Check each line below for "Policy" and report how many have it, nothing else.

[Extracted records]
------

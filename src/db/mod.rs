//! Persistent room catalog.
//!
//! Async SQLite access through SQLx. The store is a dumb catalog of rooms
//! and `(user, room)` memberships; live routing state lives in memory and
//! mirrors it.

mod rooms;

pub use rooms::{RoomCatalog, RoomRow};

use sqlx::SqlitePool;
use sqlx::sqlite::{SqliteConnectOptions, SqlitePoolOptions};
use std::path::Path;
use std::time::Duration;
use thiserror::Error;
use tracing::info;

/// Database errors.
#[derive(Debug, Error)]
pub enum DbError {
    #[error("database error: {0}")]
    Sqlx(#[from] sqlx::Error),

    #[error("room already exists: {0}")]
    RoomExists(String),
}

/// Database handle with connection pool.
#[derive(Clone)]
pub struct Database {
    pool: SqlitePool,
}

impl Database {
    /// Connection acquire timeout; a stuck catalog must not wedge dispatch.
    const ACQUIRE_TIMEOUT: Duration = Duration::from_secs(5);

    /// Maximum time a connection can remain idle before being closed.
    const IDLE_TIMEOUT: Duration = Duration::from_secs(60);

    /// Open (creating if missing) and migrate the catalog.
    pub async fn new(path: &str) -> Result<Self, DbError> {
        if let Some(parent) = Path::new(path).parent()
            && !parent.as_os_str().is_empty()
            && let Err(e) = std::fs::create_dir_all(parent)
        {
            tracing::warn!(path = %parent.display(), error = %e, "Failed to create database directory");
        }

        let options = SqliteConnectOptions::new()
            .filename(path)
            .create_if_missing(true);

        let pool = SqlitePoolOptions::new()
            .max_connections(5)
            .acquire_timeout(Self::ACQUIRE_TIMEOUT)
            .idle_timeout(Some(Self::IDLE_TIMEOUT))
            .test_before_acquire(true)
            .connect_with(options)
            .await?;

        info!(path = %path, "Database connected");

        Self::run_migrations(&pool).await?;

        Ok(Self { pool })
    }

    /// Get reference to the underlying connection pool.
    pub fn pool(&self) -> &SqlitePool {
        &self.pool
    }

    /// Room catalog repository.
    pub fn rooms(&self) -> RoomCatalog<'_> {
        RoomCatalog::new(&self.pool)
    }

    /// Create the schema and seed the permanent `main` room.
    async fn run_migrations(pool: &SqlitePool) -> Result<(), DbError> {
        sqlx::query(
            r#"
            CREATE TABLE IF NOT EXISTS rooms (
                id INTEGER PRIMARY KEY AUTOINCREMENT,
                name TEXT UNIQUE NOT NULL,
                created_by TEXT NOT NULL,
                created_at TIMESTAMP DEFAULT CURRENT_TIMESTAMP,
                is_active BOOLEAN DEFAULT 1
            )
            "#,
        )
        .execute(pool)
        .await?;

        sqlx::query(
            r#"
            CREATE TABLE IF NOT EXISTS user_rooms (
                id INTEGER PRIMARY KEY AUTOINCREMENT,
                username TEXT NOT NULL,
                room_name TEXT NOT NULL,
                joined_at TIMESTAMP DEFAULT CURRENT_TIMESTAMP,
                UNIQUE(username, room_name)
            )
            "#,
        )
        .execute(pool)
        .await?;

        sqlx::query("INSERT OR IGNORE INTO rooms (name, created_by) VALUES ('main', 'system')")
            .execute(pool)
            .await?;

        Ok(())
    }
}
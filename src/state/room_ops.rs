//! Room membership operations and their catalog interplay.
//!
//! The catalog is the source of truth for room existence; the in-memory
//! indexes mirror it for live routing. Membership writes are best-effort
//! (memory wins on storage failure), while room creation and deletion
//! must reach the catalog or fail.

use crate::error::{DispatchError, DispatchResult};
use crate::proto::{now_iso, ServerFrame};
use crate::state::{Delivery, Hub, Outbound, SessionId, MAIN_ROOM};
use tracing::{info, warn};

impl Hub {
    fn username_of(&self, sid: SessionId) -> Option<String> {
        self.world()
            .read()
            .sessions
            .get(&sid)
            .map(|s| s.username.clone())
    }

    /// Join a room. Idempotent; the join is announced either way.
    pub async fn join_room(&self, sid: SessionId, room: &str) -> DispatchResult {
        let Some(username) = self.username_of(sid) else {
            return Ok(());
        };
        let exists = self.world().read().active_rooms.contains(room);
        if !exists {
            return Err(DispatchError::NotFound(format!(
                "Room '{room}' does not exist"
            )));
        }
        if let Err(e) = self.db.rooms().join(&username, room).await {
            warn!(username = %username, room = %room, error = %e, "Failed to persist membership");
        }

        let deliveries = {
            let mut w = self.world().write();
            w.memberships.join(&username, room);
            let mut deliveries = w.to_session(
                sid,
                &ServerFrame::RoomJoined {
                    room_name: room.to_string(),
                    message: format!("Joined room '{room}'"),
                },
            );
            deliveries.extend(w.to_room(
                room,
                &ServerFrame::UserJoinedRoom {
                    username: username.clone(),
                    message: format!("{username} joined the room"),
                    timestamp: now_iso(),
                },
                Some(sid),
            ));
            let roster = w.room_users_frame(room);
            deliveries.extend(w.to_room(room, &roster, None));
            deliveries
        };
        self.deliver(deliveries).await;
        info!(username = %username, room = %room, "Joined room");
        Ok(())
    }

    /// Leave a room. `main` is permanent; leaving a room one is not in
    /// succeeds idempotently.
    pub async fn leave_room(&self, sid: SessionId, room: &str) -> DispatchResult {
        if room == MAIN_ROOM {
            return Err(DispatchError::Policy("Cannot leave the main room".to_string()));
        }
        let Some(username) = self.username_of(sid) else {
            return Ok(());
        };
        if let Err(e) = self.db.rooms().leave(&username, room).await {
            warn!(username = %username, room = %room, error = %e, "Failed to remove persisted membership");
        }

        let deliveries = {
            let mut w = self.world().write();
            w.memberships.leave(&username, room);
            let mut deliveries = w.to_session(
                sid,
                &ServerFrame::RoomLeft {
                    room_name: room.to_string(),
                    message: format!("Left room '{room}'"),
                },
            );
            // The leaver is already out of the index, so the announcement
            // naturally reaches only the remaining members.
            deliveries.extend(w.to_room(
                room,
                &ServerFrame::UserLeftRoom {
                    username: username.clone(),
                    message: format!("{username} left the room"),
                    timestamp: now_iso(),
                },
                None,
            ));
            let roster = w.room_users_frame(room);
            deliveries.extend(w.to_room(room, &roster, None));
            deliveries
        };
        self.deliver(deliveries).await;
        info!(username = %username, room = %room, "Left room");
        Ok(())
    }

    /// `/left`: leave the most recently joined room other than `main`.
    pub async fn leave_last_room(&self, sid: SessionId) -> DispatchResult {
        let Some(username) = self.username_of(sid) else {
            return Ok(());
        };
        let last = self.world().read().memberships.last_joined_non_main(&username);
        match last {
            Some(room) => self.leave_room(sid, &room).await,
            None => Err(DispatchError::Policy(
                "You are only in the main room and cannot leave it".to_string(),
            )),
        }
    }

    /// Create a room. The catalog write must succeed; a name clash is a
    /// conflict even when the existing row is soft-deleted.
    pub async fn create_room(&self, sid: SessionId, room: &str) -> DispatchResult {
        let Some(username) = self.username_of(sid) else {
            return Ok(());
        };
        self.db
            .rooms()
            .create(room, &username)
            .await
            .map_err(|e| match e {
                crate::db::DbError::RoomExists(_) => {
                    DispatchError::Conflict(format!("Room '{room}' already exists"))
                }
                other => DispatchError::Storage(format!("Error creating room: {other}")),
            })?;
        self.world().write().active_rooms.insert(room.to_string());

        let rooms_list = self.rooms_list_frame().await;
        let deliveries = {
            let w = self.world().read();
            let mut deliveries = w.to_session(
                sid,
                &ServerFrame::RoomCreated {
                    message: format!("Room '{room}' created successfully"),
                },
            );
            deliveries.extend(w.to_all(&rooms_list));
            deliveries
        };
        self.deliver(deliveries).await;
        info!(room = %room, created_by = %username, "Room created");
        Ok(())
    }

    /// Delete a room: soft-delete in the catalog, detach every live
    /// member, and notify them before the indexes forget the room.
    pub async fn delete_room(&self, sid: SessionId, room: &str) -> DispatchResult {
        if room == MAIN_ROOM {
            return Err(DispatchError::Policy("Cannot delete the main room".to_string()));
        }
        let Some(actor) = self.username_of(sid) else {
            return Ok(());
        };
        let deleted = self
            .db
            .rooms()
            .delete(room)
            .await
            .map_err(|e| DispatchError::Storage(format!("Error deleting room: {e}")))?;
        if !deleted {
            return Err(DispatchError::NotFound(format!(
                "Room '{room}' does not exist"
            )));
        }

        let member_deliveries = {
            let mut w = self.world().write();
            w.active_rooms.remove(room);
            let members = w.memberships.drop_room(room);

            let mut deliveries = w.to_session(
                sid,
                &ServerFrame::RoomDeleted {
                    room_name: None,
                    message: format!("Room '{room}' deleted successfully"),
                    timestamp: None,
                },
            );
            let notice = ServerFrame::RoomDeleted {
                room_name: Some(room.to_string()),
                message: format!("Room {room} has been deleted by {actor}"),
                timestamp: Some(now_iso()),
            };
            let json = notice.to_json_in(room);
            for member in &members {
                if let Some(target) = w.find_by_username(member) {
                    deliveries.push(Delivery {
                        sid: target.id,
                        tx: target.tx.clone(),
                        item: Outbound::Frame(json.clone()),
                    });
                }
            }
            deliveries
        };
        self.deliver(member_deliveries).await;

        let rooms_list = self.rooms_list_frame().await;
        let deliveries = self.world().read().to_all(&rooms_list);
        self.deliver(deliveries).await;
        info!(room = %room, deleted_by = %actor, "Room deleted");
        Ok(())
    }

    /// Direct `rooms_list` reply.
    pub async fn get_rooms(&self, sid: SessionId) -> DispatchResult {
        let frame = self.rooms_list_frame().await;
        self.send_frame(sid, &frame).await;
        Ok(())
    }

    /// Direct `room_users_list` reply for one room.
    pub async fn get_room_users(&self, sid: SessionId, room: &str) -> DispatchResult {
        let frame = self.world().read().room_users_frame(room);
        self.send_frame(sid, &frame).await;
        Ok(())
    }
}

------

[Solution to the problem] 3